◆ Task statement
Take from the listing each line that has the string "NewOrder".

◆ Material for this exercise
//! # Single-shot cancellation handle.
//!
//! ## Rules
//! - The underlying action runs **at most once**: on [`Cancellable::cancel`] or on drop.
//! - [`Cancellable::detach`] drops the handle without running the action.
//!
//! ## Example
//! ```rust
//! use std::sync::Arc;
//! use std::sync::atomic::{AtomicUsize, Ordering};
//! use taskpipe::Cancellable;
//!
//! let hits = Arc::new(AtomicUsize::new(0));
//! let h = Arc::clone(&hits);
//! let c = Cancellable::new(move || { h.fetch_add(1, Ordering::SeqCst); });
//!
//! c.cancel();
//! assert_eq!(hits.load(Ordering::SeqCst), 1);
//! ```

use std::fmt;

use tokio::task::{AbortHandle, JoinHandle};
use tokio_util::sync::CancellationToken;

enum Action {
    Token(CancellationToken),
    Abort(AbortHandle),
    Callback(Box<dyn FnOnce() + Send + 'static>),
}

/// Handle that releases an associated resource exactly once.
#[must_use = "dropping a Cancellable cancels it immediately"]
pub struct Cancellable {
    action: Option<Action>,
}

impl Cancellable {
    /// A handle with nothing to release.
    pub fn empty() -> Self {
        Self { action: None }
    }

    /// A handle that runs `f` when cancelled.
    pub fn new(f: impl FnOnce() + Send + 'static) -> Self {
        Self {
            action: Some(Action::Callback(Box::new(f))),
        }
    }

    /// Runs the release action (if any).
    pub fn cancel(mut self) {
        self.release();
    }

    /// Drops the handle **without** releasing the resource.
    pub fn detach(mut self) {
        self.action = None;
    }

    /// Returns `true` if there is nothing left to release.
    pub fn is_empty(&self) -> bool {
        self.action.is_none()
    }

    fn release(&mut self) {
        match self.action.take() {
            Some(Action::Token(token)) => token.cancel(),
            Some(Action::Abort(handle)) => handle.abort(),
            Some(Action::Callback(f)) => f(),
            None => {}
        }
    }
}

impl Default for Cancellable {
    fn default() -> Self {
        Self::empty()
    }
}

impl Drop for Cancellable {
    fn drop(&mut self) {
        self.release();
    }
}

impl From<CancellationToken> for Cancellable {
    fn from(token: CancellationToken) -> Self {
        Self {
            action: Some(Action::Token(token)),
        }
    }
}

impl From<AbortHandle> for Cancellable {
    fn from(handle: AbortHandle) -> Self {
        Self {
            action: Some(Action::Abort(handle)),
        }
    }
}

impl<T> From<JoinHandle<T>> for Cancellable {
    fn from(handle: JoinHandle<T>) -> Self {
        handle.abort_handle().into()
    }
}

impl fmt::Debug for Cancellable {
    fn fmt(&self, f: &mut fmt::Formatter<'_>) -> fmt::Result {
        let kind = match &self.action {
            Some(Action::Token(_)) => "token",
            Some(Action::Abort(_)) => "abort",
            Some(Action::Callback(_)) => "callback",
            None => "empty",
        };
        f.debug_struct("Cancellable").field("kind", &kind).finish()
    }
}

#[cfg(test)]
mod tests {
    use super::*;
    use std::sync::Arc;
    use std::sync::atomic::{AtomicUsize, Ordering};

    fn counter() -> (Arc<AtomicUsize>, Cancellable) {
        let hits = Arc::new(AtomicUsize::new(0));
        let h = Arc::clone(&hits);
        let c = Cancellable::new(move || {
            h.fetch_add(1, Ordering::SeqCst);
        });
        (hits, c)
    }

    #[test]
    fn drop_cancels_once() {
        let (hits, c) = counter();
        drop(c);
        assert_eq!(hits.load(Ordering::SeqCst), 1);
    }

    #[test]
    fn detach_skips_release() {
        let (hits, c) = counter();
        c.detach();
        assert_eq!(hits.load(Ordering::SeqCst), 0);
    }

    #[test]
    fn token_is_cancelled() {
        let token = CancellationToken::new();
        Cancellable::from(token.clone()).cancel();
        assert!(token.is_cancelled());
    }

    #[tokio::test]
    async fn join_handle_is_aborted() {
        let (tx, rx) = tokio::sync::oneshot::channel::<()>();
        let handle = tokio::spawn(async move {
            let _tx = tx;
            std::future::pending::<()>().await;
        });

        Cancellable::from(handle).cancel();
        // Aborting drops the future, and with it the sender.
        assert!(rx.await.is_err());
    }
}
//! Table Registry
//!
//! Owns the `(location_id, table_number)` uniqueness rule and table status
//! changes. Uniqueness is checked here and backed by a UNIQUE index, so a
//! racing insert still surfaces as `TableNumberExists`.

use sqlx::SqlitePool;

use crate::core::TableDeletePolicy;
use crate::db::repository::{RepoError, dining_table, order};
use crate::utils::validation::{MAX_SHORT_TEXT_LEN, validate_positive, validate_required_text};
use crate::utils::{AppError, AppResult, ErrorCode, SharedClock};
use shared::models::{DiningTable, DiningTableCreate, DiningTableUpdate, TableStatus};

#[derive(Debug, Clone)]
pub struct TableRegistry {
    pool: SqlitePool,
    clock: SharedClock,
    delete_policy: TableDeletePolicy,
}

fn table_not_found(id: i64) -> AppError {
    AppError::with_message(ErrorCode::TableNotFound, format!("Table {id} not found"))
        .with_detail("table_id", id)
}

fn duplicate_table(location_id: &str, table_number: i32) -> AppError {
    AppError::with_message(
        ErrorCode::TableNumberExists,
        format!("Table {table_number} already exists in location '{location_id}'"),
    )
    .with_detail("location_id", location_id)
    .with_detail("table_number", table_number)
}

fn map_duplicate(err: RepoError, location_id: &str, table_number: i32) -> AppError {
    match err {
        RepoError::Duplicate(_) => duplicate_table(location_id, table_number),
        other => other.into(),
    }
}

fn validate_table_fields(location_id: &str, table_number: i32, seats: i32) -> AppResult<()> {
    validate_required_text(location_id, "location_id", MAX_SHORT_TEXT_LEN)?;
    validate_positive(table_number.into(), "table_number")?;
    validate_positive(seats.into(), "seats")?;
    Ok(())
}

impl TableRegistry {
    pub fn new(pool: SqlitePool, clock: SharedClock, delete_policy: TableDeletePolicy) -> Self {
        Self {
            pool,
            clock,
            delete_policy,
        }
    }

    pub fn delete_policy(&self) -> TableDeletePolicy {
        self.delete_policy
    }

    pub async fn list_tables(&self, location: Option<&str>) -> AppResult<Vec<DiningTable>> {
        Ok(dining_table::find_all(&self.pool, location).await?)
    }

    pub async fn get_table(&self, id: i64) -> AppResult<DiningTable> {
        dining_table::find_by_id(&self.pool, id)
            .await?
            .ok_or_else(|| table_not_found(id))
    }

    /// Insert a new `available` table; `TableNumberExists` if the pair is taken
    pub async fn create_table(&self, input: DiningTableCreate) -> AppResult<DiningTable> {
        validate_table_fields(&input.location_id, input.table_number, input.seats)?;
        let location_id = input.location_id.trim();

        if dining_table::find_by_number(&self.pool, location_id, input.table_number, None)
            .await?
            .is_some()
        {
            return Err(duplicate_table(location_id, input.table_number));
        }

        let table = dining_table::create(&self.pool, &input, self.clock.now_millis())
            .await
            .map_err(|e| map_duplicate(e, location_id, input.table_number))?;

        tracing::info!(
            table_id = table.id,
            location_id = %table.location_id,
            table_number = table.table_number,
            "Table created"
        );
        Ok(table)
    }

    /// Apply a partial update, re-checking uniqueness when the identity changes
    pub async fn update_table(&self, id: i64, patch: DiningTableUpdate) -> AppResult<DiningTable> {
        let mut table = self.get_table(id).await?;

        if let Some(location_id) = &patch.location_id {
            table.location_id = location_id.trim().to_string();
        }
        if let Some(table_number) = patch.table_number {
            table.table_number = table_number;
        }
        if let Some(seats) = patch.seats {
            table.seats = seats;
        }
        if let Some(status) = patch.status {
            table.status = status;
        }
        validate_table_fields(&table.location_id, table.table_number, table.seats)?;

        if patch.changes_identity()
            && dining_table::find_by_number(&self.pool, &table.location_id, table.table_number, Some(id))
                .await?
                .is_some()
        {
            return Err(duplicate_table(&table.location_id, table.table_number));
        }

        let saved = dining_table::save(&self.pool, &table)
            .await
            .map_err(|e| map_duplicate(e, &table.location_id, table.table_number))?
            .ok_or_else(|| table_not_found(id))?;

        tracing::info!(table_id = id, "Table updated");
        Ok(saved)
    }

    /// Set the status; any status may follow any other
    pub async fn update_table_status(&self, id: i64, status: &str) -> AppResult<DiningTable> {
        let status: TableStatus = status.parse()?;
        let table = dining_table::set_status(&self.pool, id, status)
            .await?
            .ok_or_else(|| table_not_found(id))?;
        tracing::info!(table_id = id, status = %status, "Table status changed");
        Ok(table)
    }

    /// Delete a table, applying the configured policy to active orders on it
    pub async fn delete_table(&self, id: i64) -> AppResult<()> {
        let mut tx = self.pool.begin().await.map_err(RepoError::from)?;

        if dining_table::find_by_id(&mut *tx, id).await?.is_none() {
            return Err(table_not_found(id));
        }

        let active = order::count_active_for_table(&mut *tx, id).await?;
        if active > 0 {
            match self.delete_policy {
                TableDeletePolicy::Reject => {
                    return Err(AppError::with_message(
                        ErrorCode::TableInUse,
                        format!("Table {id} has {active} active order(s)"),
                    )
                    .with_detail("table_id", id)
                    .with_detail("active_orders", active));
                }
                TableDeletePolicy::Cascade => {
                    let detached =
                        order::detach_active_from_table(&mut *tx, id, self.clock.now_millis()).await?;
                    tracing::info!(table_id = id, detached, "Detached active orders from table");
                }
                TableDeletePolicy::AllowOrphan => {
                    tracing::warn!(table_id = id, active, "Deleting table with active orders");
                }
            }
        }

        dining_table::delete(&mut *tx, id).await?;
        tx.commit().await.map_err(RepoError::from)?;

        tracing::info!(table_id = id, policy = %self.delete_policy, "Table deleted");
        Ok(())
    }
}

#[cfg(test)]
mod tests {
    use super::*;
    use crate::db::repository::order::NewOrder;
    use crate::db::repository::test_support::test_pool;
    use crate::utils::ManualClock;
    use shared::models::{OrderStatus, OrderType, PaymentStatus};
    use std::sync::Arc;

    async fn registry(policy: TableDeletePolicy) -> TableRegistry {
        TableRegistry::new(test_pool().await, Arc::new(ManualClock::new(1_000)), policy)
    }

    fn input(location: &str, number: i32) -> DiningTableCreate {
        DiningTableCreate {
            location_id: location.into(),
            table_number: number,
            seats: 4,
        }
    }

    async fn active_order_on(registry: &TableRegistry, table_id: i64) -> i64 {
        let new = NewOrder {
            customer_name: "Ana",
            customer_phone: "600000000",
            customer_email: None,
            order_type: OrderType::DineIn,
            location_id: "centro",
            table_id: Some(table_id),
            total_amount: 1000,
            payment_method: "cash",
            payment_status: PaymentStatus::Pending,
            delivery_address: None,
            notes: None,
            now: 1_000,
        };
        order::insert(&registry.pool, &new).await.unwrap().id
    }

    #[tokio::test]
    async fn test_duplicate_table_number_rejected() {
        let registry = registry(TableDeletePolicy::Reject).await;
        registry.create_table(input("L1", 5)).await.unwrap();

        let err = registry.create_table(input("L1", 5)).await.unwrap_err();
        assert_eq!(err.code, ErrorCode::TableNumberExists);
        assert_eq!(registry.list_tables(Some("L1")).await.unwrap().len(), 1);

        registry.create_table(input("L2", 5)).await.unwrap();
    }

    #[tokio::test]
    async fn test_create_validation() {
        let registry = registry(TableDeletePolicy::Reject).await;
        let cases = [
            (input("", 1), ErrorCode::RequiredField),
            (input("L1", 0), ErrorCode::ValueOutOfRange),
            (DiningTableCreate { seats: 0, ..input("L1", 1) }, ErrorCode::ValueOutOfRange),
        ];
        for (bad, expected) in cases {
            let err = registry.create_table(bad).await.unwrap_err();
            assert_eq!(err.code, expected);
        }
    }

    #[tokio::test]
    async fn test_update_revalidates_uniqueness() {
        let registry = registry(TableDeletePolicy::Reject).await;
        registry.create_table(input("L1", 1)).await.unwrap();
        let second = registry.create_table(input("L1", 2)).await.unwrap();

        let clash = DiningTableUpdate {
            table_number: Some(1),
            ..Default::default()
        };
        let err = registry.update_table(second.id, clash).await.unwrap_err();
        assert_eq!(err.code, ErrorCode::TableNumberExists);

        // Keeping its own number is not a clash
        let same = DiningTableUpdate {
            table_number: Some(2),
            seats: Some(6),
            ..Default::default()
        };
        let updated = registry.update_table(second.id, same).await.unwrap();
        assert_eq!(updated.seats, 6);

        let moved = DiningTableUpdate {
            location_id: Some("L2".into()),
            table_number: Some(1),
            ..Default::default()
        };
        let updated = registry.update_table(second.id, moved).await.unwrap();
        assert_eq!((updated.location_id.as_str(), updated.table_number), ("L2", 1));

        let err = registry
            .update_table(999, DiningTableUpdate::default())
            .await
            .unwrap_err();
        assert_eq!(err.code, ErrorCode::TableNotFound);
    }

    #[tokio::test]
    async fn test_status_is_permissive() {
        let registry = registry(TableDeletePolicy::Reject).await;
        let table = registry.create_table(input("L1", 1)).await.unwrap();

        for status in ["maintenance", "occupied", "reserved", "available", "occupied"] {
            let t = registry.update_table_status(table.id, status).await.unwrap();
            assert_eq!(t.status.as_str(), status);
        }

        let err = registry.update_table_status(table.id, "broken").await.unwrap_err();
        assert_eq!(err.code, ErrorCode::InvalidTableStatus);
        let err = registry.update_table_status(999, "available").await.unwrap_err();
        assert_eq!(err.code, ErrorCode::TableNotFound);
    }

    #[tokio::test]
    async fn test_delete_reject_policy() {
        let registry = registry(TableDeletePolicy::Reject).await;
        let table = registry.create_table(input("L1", 1)).await.unwrap();
        active_order_on(&registry, table.id).await;

        let err = registry.delete_table(table.id).await.unwrap_err();
        assert_eq!(err.code, ErrorCode::TableInUse);
        assert!(registry.get_table(table.id).await.is_ok());
    }

    #[tokio::test]
    async fn test_delete_cascade_policy_detaches_orders() {
        let registry = registry(TableDeletePolicy::Cascade).await;
        let table = registry.create_table(input("L1", 1)).await.unwrap();
        let order_id = active_order_on(&registry, table.id).await;

        registry.delete_table(table.id).await.unwrap();
        assert_eq!(
            registry.get_table(table.id).await.unwrap_err().code,
            ErrorCode::TableNotFound
        );
        let order = order::find_by_id(&registry.pool, order_id).await.unwrap().unwrap();
        assert_eq!(order.table_id, None);
    }

    #[tokio::test]
    async fn test_delete_allow_orphan_policy_keeps_reference() {
        let registry = registry(TableDeletePolicy::AllowOrphan).await;
        let table = registry.create_table(input("L1", 1)).await.unwrap();
        let order_id = active_order_on(&registry, table.id).await;

        registry.delete_table(table.id).await.unwrap();
        let order = order::find_by_id(&registry.pool, order_id).await.unwrap().unwrap();
        assert_eq!(order.table_id, Some(table.id));
    }

    #[tokio::test]
    async fn test_delete_ignores_finished_orders() {
        let registry = registry(TableDeletePolicy::Reject).await;
        let table = registry.create_table(input("L1", 1)).await.unwrap();
        let order_id = active_order_on(&registry, table.id).await;
        order::update_status(&registry.pool, order_id, OrderStatus::Delivered, 2_000)
            .await
            .unwrap();

        registry.delete_table(table.id).await.unwrap();
        let err = registry.delete_table(table.id).await.unwrap_err();
        assert_eq!(err.code, ErrorCode::TableNotFound);
    }
}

◆ The completed task
    use crate::db::repository::order::NewOrder;
        let new = NewOrder {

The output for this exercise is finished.